2. The wire feeding and insertion device as described in claim 1, characterized in that: The feeding mechanism (100) includes a feeding tray (110) and a guide (120), wherein the feeding tray (110) is driven by a tray motor (130); The guide (120) is disposed between the feed tray (110) and the wire feeding mechanism (200) for accurately guiding the copper wire unwound from the feed tray (110) into the wire feeding mechanism (200); The guide (120) is V-shaped, with the top being larger than the bottom.

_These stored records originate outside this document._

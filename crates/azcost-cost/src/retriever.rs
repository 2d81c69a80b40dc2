//! Cost retrieval orchestration.
//!
//! A report is built in three sweeps over the requested resources:
//!
//! 1. **cost** - one cost query per resource, in order. Any failure aborts.
//! 2. **forecast** - one forecast query per resource. Failures become `0.0`.
//! 3. **prices** - one retail price lookup per distinct meter. Any failure aborts.
//!
//! The report is only assembled once all three have finished. Sweeps 2 and 3
//! may overlap requests up to the configured concurrency; results keep their
//! input order.

use futures_util::{StreamExt, TryStreamExt, stream};
use tracing::{debug, info, trace};

use crate::aggregator::aggregate_by_resource;
use crate::decoder::decode_cost_rows;
use crate::error::{CostError, Result};
use crate::filter::FilterExpression;
use crate::forecast::forecast_for_resource;
use crate::models::{CostResourceRecord, Report, ResourceCosts};
use crate::pricing::{PriceBook, distinct_meters, price_filter};
use crate::query::{DetailMode, QueryOptions, cost_query};
use crate::report::assemble_report;
use crate::source::{CostSource, PriceSource};

/// Filter for one resource: `ResourceId In [id]` AND any caller filters.
pub fn resource_filter(resource_id: &str, extra: &[FilterExpression]) -> FilterExpression {
    let id = FilterExpression::resource_id(resource_id);
    if extra.is_empty() {
        return id;
    }

    let mut nodes = vec![id];
    for node in extra {
        match node {
            FilterExpression::And(children) => nodes.extend(children.iter().cloned()),
            other => nodes.push(other.clone()),
        }
    }
    FilterExpression::And(nodes)
}

/// Everything needed to build one report.
#[derive(Debug, Clone)]
pub struct ReportRequest {
    pub subscription_id: String,
    pub resource_ids: Vec<String>,
    pub options: QueryOptions,
    /// Extra filters ANDed onto every per-resource query
    pub filters: Vec<FilterExpression>,
}

impl ReportRequest {
    pub fn new(subscription_id: impl Into<String>, resource_ids: Vec<String>, options: QueryOptions) -> Self {
        Self {
            subscription_id: subscription_id.into(),
            resource_ids,
            options,
            filters: Vec::new(),
        }
    }

    pub fn with_filters(mut self, filters: Vec<FilterExpression>) -> Self {
        self.filters = filters;
        self
    }
}

/// Runs the cost, forecast and price sweeps against its sources.
pub struct CostRetriever<C, P> {
    cost: C,
    prices: P,
    concurrency: usize,
    currency_label: Option<String>,
}

impl<C: CostSource, P: PriceSource> CostRetriever<C, P> {
    /// Sequential retriever.
    pub fn new(cost: C, prices: P) -> Self {
        Self {
            cost,
            prices,
            concurrency: 1,
            currency_label: None,
        }
    }

    /// Allow up to `concurrency` forecast or price requests in flight.
    pub fn with_concurrency(mut self, concurrency: usize) -> Self {
        self.concurrency = concurrency.max(1);
        self
    }

    /// Print `currency` as the report's currency label.
    ///
    /// Only the label changes; amounts stay in the currency the API billed in.
    pub fn with_currency_label(mut self, currency: Option<String>) -> Self {
        self.currency_label = currency;
        self
    }

    pub fn cost_source(&self) -> &C {
        &self.cost
    }

    pub fn price_source(&self) -> &P {
        &self.prices
    }

    /// Cost records for one resource.
    ///
    /// A resource without rows yields a single zero record.
    pub async fn resource_costs(
        &self,
        subscription_id: &str,
        resource_id: &str,
        options: &QueryOptions,
        filters: &[FilterExpression],
    ) -> Result<ResourceCosts> {
        let definition = cost_query(options, Some(resource_filter(resource_id, filters)))?;
        let response = self.cost.query(subscription_id, &definition).await?;

        trace!(
            target: "azcost::cost",
            resource_id,
            columns = ?response.column_names(),
            "Cost query columns"
        );

        let mut records = decode_cost_rows(&response.properties.rows, options.detail)?;
        if options.detail == DetailMode::Aggregated {
            records = aggregate_by_resource(records);
        }
        if records.is_empty() {
            debug!(target: "azcost::cost", resource_id, "No cost rows, using zero record");
            records.push(CostResourceRecord::zero(resource_id, options.detail));
        }

        debug!(
            target: "azcost::cost",
            resource_id,
            records = records.len(),
            "Resource costs retrieved"
        );
        Ok(ResourceCosts::new(resource_id, records))
    }

    /// Sweep 1: cost for every resource, in order.
    async fn cost_sweep(&self, request: &ReportRequest) -> Result<Vec<ResourceCosts>> {
        let mut resources = Vec::with_capacity(request.resource_ids.len());
        for resource_id in &request.resource_ids {
            let costs = self
                .resource_costs(
                    &request.subscription_id,
                    resource_id,
                    &request.options,
                    &request.filters,
                )
                .await?;
            resources.push(costs);
        }
        Ok(resources)
    }

    /// Sweep 2: forecast for every resource. Never fails.
    async fn forecast_sweep(&self, request: &ReportRequest, resources: Vec<ResourceCosts>) -> Vec<ResourceCosts> {
        let forecasts: Vec<f64> = stream::iter(resources.iter())
            .map(|resource| {
                forecast_for_resource(
                    &self.cost,
                    &request.subscription_id,
                    &resource.resource_id,
                    &request.options,
                    &request.filters,
                )
            })
            .buffered(self.concurrency)
            .collect()
            .await;

        resources
            .into_iter()
            .zip(forecasts)
            .map(|(resource, forecast)| resource.with_forecast(forecast))
            .collect()
    }

    /// Sweep 3: retail prices for every distinct meter.
    async fn price_sweep(&self, resources: &[ResourceCosts]) -> Result<PriceBook> {
        let meters = distinct_meters(resources);
        debug!(target: "azcost::cost", meters = meters.len(), "Looking up retail prices");

        stream::iter(meters)
            .map(|key| async move {
                let items = self.prices.prices(&price_filter(&key)).await?;
                Ok::<_, CostError>((key, items))
            })
            .buffered(self.concurrency)
            .try_collect()
            .await
    }

    /// Build the full report.
    ///
    /// Options are validated before any request is sent.
    pub async fn run(&self, request: &ReportRequest) -> Result<Report> {
        request.options.validate()?;

        info!(
            target: "azcost::cost",
            subscription_id = %request.subscription_id,
            resources = request.resource_ids.len(),
            metric = %request.options.metric,
            timeframe = %request.options.timeframe,
            detail = ?request.options.detail,
            "Building cost report"
        );

        let resources = self.cost_sweep(request).await?;
        let resources = self.forecast_sweep(request, resources).await;
        let prices = self.price_sweep(&resources).await?;

        let report = assemble_report(
            &request.subscription_id,
            &resources,
            &prices,
            request.options.detail,
            self.currency_label.as_deref(),
        );

        info!(
            target: "azcost::cost",
            total_current = report.total_current,
            total_with_forecast = report.total_with_forecast,
            "Cost report ready"
        );
        Ok(report)
    }
}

The copper wire enters from the larger opening of the guide (120) and exits from the smaller opening.

3. The wire feeding and insertion device as described in claim 1, characterized in that: The air-blowing wire feeding mechanism (220) has a Y-shaped air passage (221) inside. The copper wire enters from one of the two inlets at the top of the air passage, and compressed air enters from the other inlet. The airflow of the compressed air drives the copper wire out from the bottom outlet of the Y-shaped air passage (221).

4. The wire feeding and insertion device as described in claim 1, characterized in that: The winding mechanism (230) includes a winding mechanism base plate (231) and a winding mechanism cover plate (232). There is a flat cavity (233) between the winding mechanism base plate (231) and the winding mechanism cover plate (232). The overall shape of the cavity (233) is approximately an isosceles trapezoid. The two ends of the upper base of the cavity (233) are connected to the outside, serving as the inlet and outlet of the copper wire. In the cavity (233), two winding posts (234) are provided near the bottom of the cavity (233). In the cavity (233), a cavity air inlet (235) is provided on the upper bottom of the cavity (233), and a cavity air outlet (236) is provided on the upper bottom. A copper wire detector (237) is provided at the inclined side of the cavity (233) near the copper wire inlet. When the copper wire enters the cavity (233), the copper wire will be detected by the copper wire detector (237).

5. The wire feeding and insertion device as described in claim 1, characterized in that: The wire cutting mechanism (240) includes a wire feeder (241), a wire threading plate (242), a cutter (243), and a wire insertion detector (244) arranged from top to bottom. The copper wires coming out of the feeding mechanism (100) enter the wire feeder (241), the wire feeder (241) feeds the copper wires into the wire threading plate (242), and the copper wires coming out of the wire threading plate (242) enter the insertion mechanism (300); The cutter (243) is in close contact with the lower surface of the wire threading plate (242) and is used to cut the copper wire coming out of the wire threading plate (242); The insertion detector (244) is movable in the insertion direction. When it moves downward, it makes room for the insertion mechanism (300). When the insertion mechanism (300) receives the copper wire output from the wire guide plate (242), the insertion mechanism (300) moves upward and detects whether the copper wire extends out of the insertion mechanism (300).

6. The wire feeding and insertion device as described in claim 1, characterized in that: The displacement mechanism (310) is inclined, and the insertion direction of the connector (320) is perpendicular to the displacement plane of the displacement mechanism (310).

7. The wire feeding and insertion device as described in claim 1, characterized in that: The pin (321) moves in its insertion direction. A insertion spring (323) is provided on the pin (321). One end of the insertion spring (323) is provided on the pin (321), and the other end is connected to the fixed part of the connector (320).